> **Exercise aim**
Each line of the listing that includes the string "refreshed" needs to be located and copied.

> **Given records**
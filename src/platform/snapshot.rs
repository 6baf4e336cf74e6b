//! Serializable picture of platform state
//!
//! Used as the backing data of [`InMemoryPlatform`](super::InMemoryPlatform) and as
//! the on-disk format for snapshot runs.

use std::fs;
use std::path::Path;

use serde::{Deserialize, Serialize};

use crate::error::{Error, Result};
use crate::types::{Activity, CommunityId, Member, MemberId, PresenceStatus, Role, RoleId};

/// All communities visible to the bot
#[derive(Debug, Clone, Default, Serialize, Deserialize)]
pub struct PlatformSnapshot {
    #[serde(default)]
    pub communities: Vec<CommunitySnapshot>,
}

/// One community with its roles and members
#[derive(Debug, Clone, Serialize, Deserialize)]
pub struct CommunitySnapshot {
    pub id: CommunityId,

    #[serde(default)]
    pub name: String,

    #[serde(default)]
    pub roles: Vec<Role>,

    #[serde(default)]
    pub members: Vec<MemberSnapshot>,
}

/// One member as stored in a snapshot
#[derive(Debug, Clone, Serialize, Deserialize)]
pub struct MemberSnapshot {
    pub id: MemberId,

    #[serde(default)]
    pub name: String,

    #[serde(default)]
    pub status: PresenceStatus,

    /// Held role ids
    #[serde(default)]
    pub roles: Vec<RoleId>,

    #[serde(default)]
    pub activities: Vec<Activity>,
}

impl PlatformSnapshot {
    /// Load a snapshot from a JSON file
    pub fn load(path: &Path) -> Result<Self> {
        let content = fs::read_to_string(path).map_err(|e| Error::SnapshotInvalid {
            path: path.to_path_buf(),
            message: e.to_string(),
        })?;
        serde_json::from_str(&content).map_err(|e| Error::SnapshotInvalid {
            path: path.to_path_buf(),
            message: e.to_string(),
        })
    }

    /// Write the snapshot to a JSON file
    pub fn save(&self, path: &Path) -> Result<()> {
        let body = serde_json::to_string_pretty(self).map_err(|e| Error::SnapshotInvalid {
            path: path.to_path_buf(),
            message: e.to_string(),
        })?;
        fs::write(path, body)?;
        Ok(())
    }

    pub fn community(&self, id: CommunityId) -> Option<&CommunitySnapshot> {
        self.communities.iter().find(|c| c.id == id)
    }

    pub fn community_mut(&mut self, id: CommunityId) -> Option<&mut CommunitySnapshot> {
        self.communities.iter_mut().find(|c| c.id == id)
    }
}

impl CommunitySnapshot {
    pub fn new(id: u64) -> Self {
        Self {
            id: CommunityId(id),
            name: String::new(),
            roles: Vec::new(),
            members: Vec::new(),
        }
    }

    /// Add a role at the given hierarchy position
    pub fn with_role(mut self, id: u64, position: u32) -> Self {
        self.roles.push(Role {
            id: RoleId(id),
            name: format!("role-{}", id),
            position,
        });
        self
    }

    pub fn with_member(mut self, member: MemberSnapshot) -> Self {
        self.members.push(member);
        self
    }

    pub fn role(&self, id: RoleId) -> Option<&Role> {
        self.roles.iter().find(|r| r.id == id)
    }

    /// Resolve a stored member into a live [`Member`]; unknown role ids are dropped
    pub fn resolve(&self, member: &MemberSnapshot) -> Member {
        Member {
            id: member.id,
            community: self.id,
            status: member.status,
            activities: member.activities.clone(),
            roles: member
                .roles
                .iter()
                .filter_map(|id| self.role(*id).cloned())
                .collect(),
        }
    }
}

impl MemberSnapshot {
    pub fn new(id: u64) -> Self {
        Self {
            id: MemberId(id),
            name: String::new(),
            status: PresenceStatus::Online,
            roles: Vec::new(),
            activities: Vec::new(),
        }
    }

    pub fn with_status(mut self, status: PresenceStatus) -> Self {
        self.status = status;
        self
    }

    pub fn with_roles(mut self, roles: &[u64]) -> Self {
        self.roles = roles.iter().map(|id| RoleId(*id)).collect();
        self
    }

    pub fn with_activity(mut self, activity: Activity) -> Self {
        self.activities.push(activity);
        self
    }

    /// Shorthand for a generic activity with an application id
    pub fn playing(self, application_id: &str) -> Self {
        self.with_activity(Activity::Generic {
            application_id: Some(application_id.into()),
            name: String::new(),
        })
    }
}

---

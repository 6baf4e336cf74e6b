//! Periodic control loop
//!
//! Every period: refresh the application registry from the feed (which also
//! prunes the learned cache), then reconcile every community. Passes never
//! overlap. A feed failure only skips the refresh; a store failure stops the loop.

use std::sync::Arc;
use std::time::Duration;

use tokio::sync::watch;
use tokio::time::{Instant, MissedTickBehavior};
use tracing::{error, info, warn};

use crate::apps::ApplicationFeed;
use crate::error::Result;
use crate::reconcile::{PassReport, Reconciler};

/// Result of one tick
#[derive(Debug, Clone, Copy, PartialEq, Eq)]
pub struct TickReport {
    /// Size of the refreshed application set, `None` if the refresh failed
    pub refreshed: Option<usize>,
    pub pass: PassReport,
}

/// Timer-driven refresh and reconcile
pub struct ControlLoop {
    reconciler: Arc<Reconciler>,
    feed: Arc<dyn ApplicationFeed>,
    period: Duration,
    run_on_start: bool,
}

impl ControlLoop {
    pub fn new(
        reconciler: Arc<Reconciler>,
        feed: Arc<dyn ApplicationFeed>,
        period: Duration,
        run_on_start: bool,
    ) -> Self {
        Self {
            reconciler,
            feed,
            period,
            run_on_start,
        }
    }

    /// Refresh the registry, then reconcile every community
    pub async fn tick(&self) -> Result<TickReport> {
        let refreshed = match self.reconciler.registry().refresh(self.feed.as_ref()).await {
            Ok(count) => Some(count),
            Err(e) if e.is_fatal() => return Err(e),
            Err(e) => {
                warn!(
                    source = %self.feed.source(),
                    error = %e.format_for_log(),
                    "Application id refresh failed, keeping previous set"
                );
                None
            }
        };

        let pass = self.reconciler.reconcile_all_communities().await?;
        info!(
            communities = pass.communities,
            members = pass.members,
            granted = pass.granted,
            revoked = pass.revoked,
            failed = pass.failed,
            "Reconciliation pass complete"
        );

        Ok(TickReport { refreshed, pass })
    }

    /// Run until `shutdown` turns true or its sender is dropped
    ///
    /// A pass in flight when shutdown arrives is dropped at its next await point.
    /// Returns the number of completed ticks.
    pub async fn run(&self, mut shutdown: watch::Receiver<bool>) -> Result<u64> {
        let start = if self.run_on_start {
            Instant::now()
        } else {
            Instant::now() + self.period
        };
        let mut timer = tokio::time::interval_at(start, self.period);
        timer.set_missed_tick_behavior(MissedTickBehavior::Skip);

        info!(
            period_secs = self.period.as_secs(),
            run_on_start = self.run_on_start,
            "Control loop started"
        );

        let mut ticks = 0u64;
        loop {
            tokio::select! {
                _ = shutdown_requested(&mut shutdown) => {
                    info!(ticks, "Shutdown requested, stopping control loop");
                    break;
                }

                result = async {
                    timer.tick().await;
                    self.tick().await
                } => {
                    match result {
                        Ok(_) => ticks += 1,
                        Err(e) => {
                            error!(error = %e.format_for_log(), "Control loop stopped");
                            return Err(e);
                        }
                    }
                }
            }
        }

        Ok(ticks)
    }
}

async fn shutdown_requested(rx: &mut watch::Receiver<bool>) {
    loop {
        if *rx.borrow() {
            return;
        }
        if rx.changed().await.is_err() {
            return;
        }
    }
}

> **Answer below**
    /// Size of the refreshed application set, `None` if the refresh failed
    pub refreshed: Option<usize>,
        let refreshed = match self.reconciler.registry().refresh(self.feed.as_ref()).await {
        Ok(TickReport { refreshed, pass })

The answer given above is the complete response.